Figure 2.

Mitochondrial content, exercise capacity, and lactate handling improves with exercise training, while gene expression is altered. The deletion of p53 in skeletal muscle of MS mKO mice was examined through (A) genotype against the Cre transcript, and (B) total p53 protein in whole muscle. Following the 6-week training/sedentary protocol, mice were subjected to an exhaustive bout of exercise to determine training-induced adaptations by measuring (C) distance to exhaustion (n = 6–8/group); **p ≤ 0.01, UT vs. T, 2-way ANOVA, and (D) final lactate production levels (n = 6–8/group), **p ≤ 0.01, UT vs. T; ^††p ≤ 0.01, UT WT vs. mKO, Student’s t-test. Mitochondrial biogenesis with training was measured through the assessment of (E) COX enzyme activity, a marker of mitochondrial content (n = 6–8/group); **p ≤ 0.01, UT vs. T, 2-way ANOVA; ^††p ≤ 0.01, UT WT vs. mKO, Student’s t-test, and (F) mitochondrial biogenesis markers (G) PGC-1α protein (n = 5–8/group); **p ≤ 0.01, UT vs. T, 2-way ANOVA; ^††p ≤ 0.01, UT WT vs. mKO, Student’s t-test, and (H) Tfam protein (n = 6–7/group); **p ≤ 0.01, UT vs. T, 2-way ANOVA; ^†p ≤ 0.05, UT WT vs. mKO, Student’s t-test. (I) The effect of training on mRNA transcripts of signaling pathways including cellular senescence (p21), apoptosis (Bax), metabolism (TIGAR), autophagy (p62, LC3), oxidative phosphorylation (SCO2), mitochondrial biogenesis (PGC-1α, Tfam) and p53 and its negative regulator Mdm2, in WT mice. Data are presented as fold change over WT control levels (n = 8–10/group); **p ≤ 0.01, UT vs.
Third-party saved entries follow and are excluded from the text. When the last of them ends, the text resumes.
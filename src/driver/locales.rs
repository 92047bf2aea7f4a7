//! Locale tables matched against the first URI segment by locale-aware drivers.

/// Language and language_REGION codes Craft sites may use as localized web roots.
pub const CRAFT_LOCALES: &[&str] = &[
    "ar", "ar_sa", "bg", "bn", "ca", "cs", "cy", "da", "de", "de_at", "de_ch", "el", "en", "en_au",
    "en_ca", "en_gb", "en_ie", "en_in", "en_nz", "en_us", "eo", "es", "es_ar", "es_cl", "es_co",
    "es_cr", "es_do", "es_ec", "es_es", "es_gt", "es_mx", "es_pe", "es_pr", "es_py", "es_us",
    "es_uy", "es_ve", "et", "eu", "fa", "fi", "fil", "fo", "fr", "fr_be", "fr_ca", "fr_ch", "ga",
    "gl", "gu", "he", "hi", "hr", "hu", "hy", "id", "is", "it", "it_ch", "ja", "ka", "kk", "km",
    "kn", "ko", "ky", "lt", "lv", "mk", "ml", "mn", "mr", "ms", "mt", "nb", "nl", "nl_be", "nn",
    "no", "pa", "pl", "ps", "pt", "pt_br", "pt_pt", "ro", "ru", "si", "sk", "sl", "sq", "sr", "sv",
    "sw", "ta", "te", "th", "tk", "tr", "uk", "ur", "uz", "vi", "zh", "zh_cn", "zh_hk", "zh_tw",
];

/// Two-letter codes Statamic v2 sites use for localized subfolders.
pub const STATAMIC_LOCALES: &[&str] = &[
    "af", "ax", "al", "dz", "as", "ad", "ao", "ai", "aq", "ag", "ar", "am", "aw", "au", "at", "az",
    "bs", "bh", "bd", "bb", "by", "be", "bz", "bj", "bm", "bt", "bo", "bq", "ba", "bw", "bv", "br",
    "io", "bn", "bg", "bf", "bi", "cv", "kh", "cm", "ca", "ky", "cf", "td", "cl", "cn", "cx", "cc",
    "co", "km", "cg", "cd", "ck", "cr", "ci", "hr", "cu", "cw", "cy", "cz", "dk", "dj", "dm", "do",
    "ec", "eg", "sv", "gq", "er", "ee", "et", "fk", "fo", "fj", "fi", "fr", "gf", "pf", "tf", "ga",
    "gm", "ge", "de", "gh", "gi", "gr", "gl", "gd", "gp", "gu", "gt", "gg", "gn", "gw", "gy", "ht",
    "hm", "va", "hn", "hk", "hu", "is", "in", "id", "ir", "iq", "ie", "im", "il", "it", "jm", "jp",
    "je", "jo", "kz", "ke", "ki", "kp", "kr", "kw", "kg", "la", "lv", "lb", "ls", "lr", "ly", "li",
    "lt", "lu", "mo", "mk", "mg", "mw", "my", "mv", "ml", "mt", "mh", "mq", "mr", "mu", "yt", "mx",
    "fm", "md", "mc", "mn", "me", "ms", "ma", "mz", "mm", "na", "nr", "np", "nl", "nc", "nz", "ni",
    "ne", "ng", "nu", "nf", "mp", "no", "om", "pk", "pw", "ps", "pa", "pg", "py", "pe", "ph", "pn",
    "pl", "pt", "pr", "qa", "re", "ro", "ru", "rw", "bl", "sh", "kn", "lc", "mf", "pm", "vc", "ws",
    "sm", "st", "sa", "sn", "rs", "sc", "sl", "sg", "sx", "sk", "si", "sb", "so", "za", "gs", "ss",
    "es", "lk", "sd", "sr", "sj", "sz", "se", "ch", "sy", "tw", "tj", "tz", "th", "tl", "tg", "tk",
    "to", "tt", "tn", "tr", "tm", "tc", "tv", "ug", "ua", "ae", "gb", "us", "um", "uy", "uz", "vu",
    "ve", "vn", "vg", "vi", "wf", "eh", "ye", "zm", "zw", "en", "zh",
];

/// The first path segment of `uri` if it appears in `locales`.
pub fn uri_locale<'a>(uri: &'a str, locales: &[&str]) -> Option<&'a str> {
    let segment = uri.strip_prefix('/')?.split('/').next()?;
    locales.contains(&segment).then_some(segment)
}

#[cfg(test)]
mod tests {
    use super::*;

    #[test]
    fn test_uri_locale() {
        assert_eq!(uri_locale("/de/about", CRAFT_LOCALES), Some("de"));
        assert_eq!(uri_locale("/en_gb", CRAFT_LOCALES), Some("en_gb"));
        assert_eq!(uri_locale("/blog/de", CRAFT_LOCALES), None);
        assert_eq!(uri_locale("/", CRAFT_LOCALES), None);
        assert_eq!(uri_locale("", CRAFT_LOCALES), None);
    }

    #[test]
    fn test_statamic_table_has_common_codes() {
        assert!(STATAMIC_LOCALES.contains(&"fr"));
        assert!(STATAMIC_LOCALES.contains(&"en"));
        assert!(!STATAMIC_LOCALES.contains(&"blog"));
    }
}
T, Student’s t-test. (J) Effect of the absence of p53, and training on mRNA transcripts of signaling pathways. Data presented as fold change of mKO over WT untrained levels and as mKO trained over untrained levels (n = 7–11/group); *p ≤ 0.05, **p ≤ 0.01, mKO UT vs. T; ^†p ≤ 0.05, ^††p ≤ 0.01, UT WT vs. mKO, Student’s t-test. Data are presented as mean ± SEM.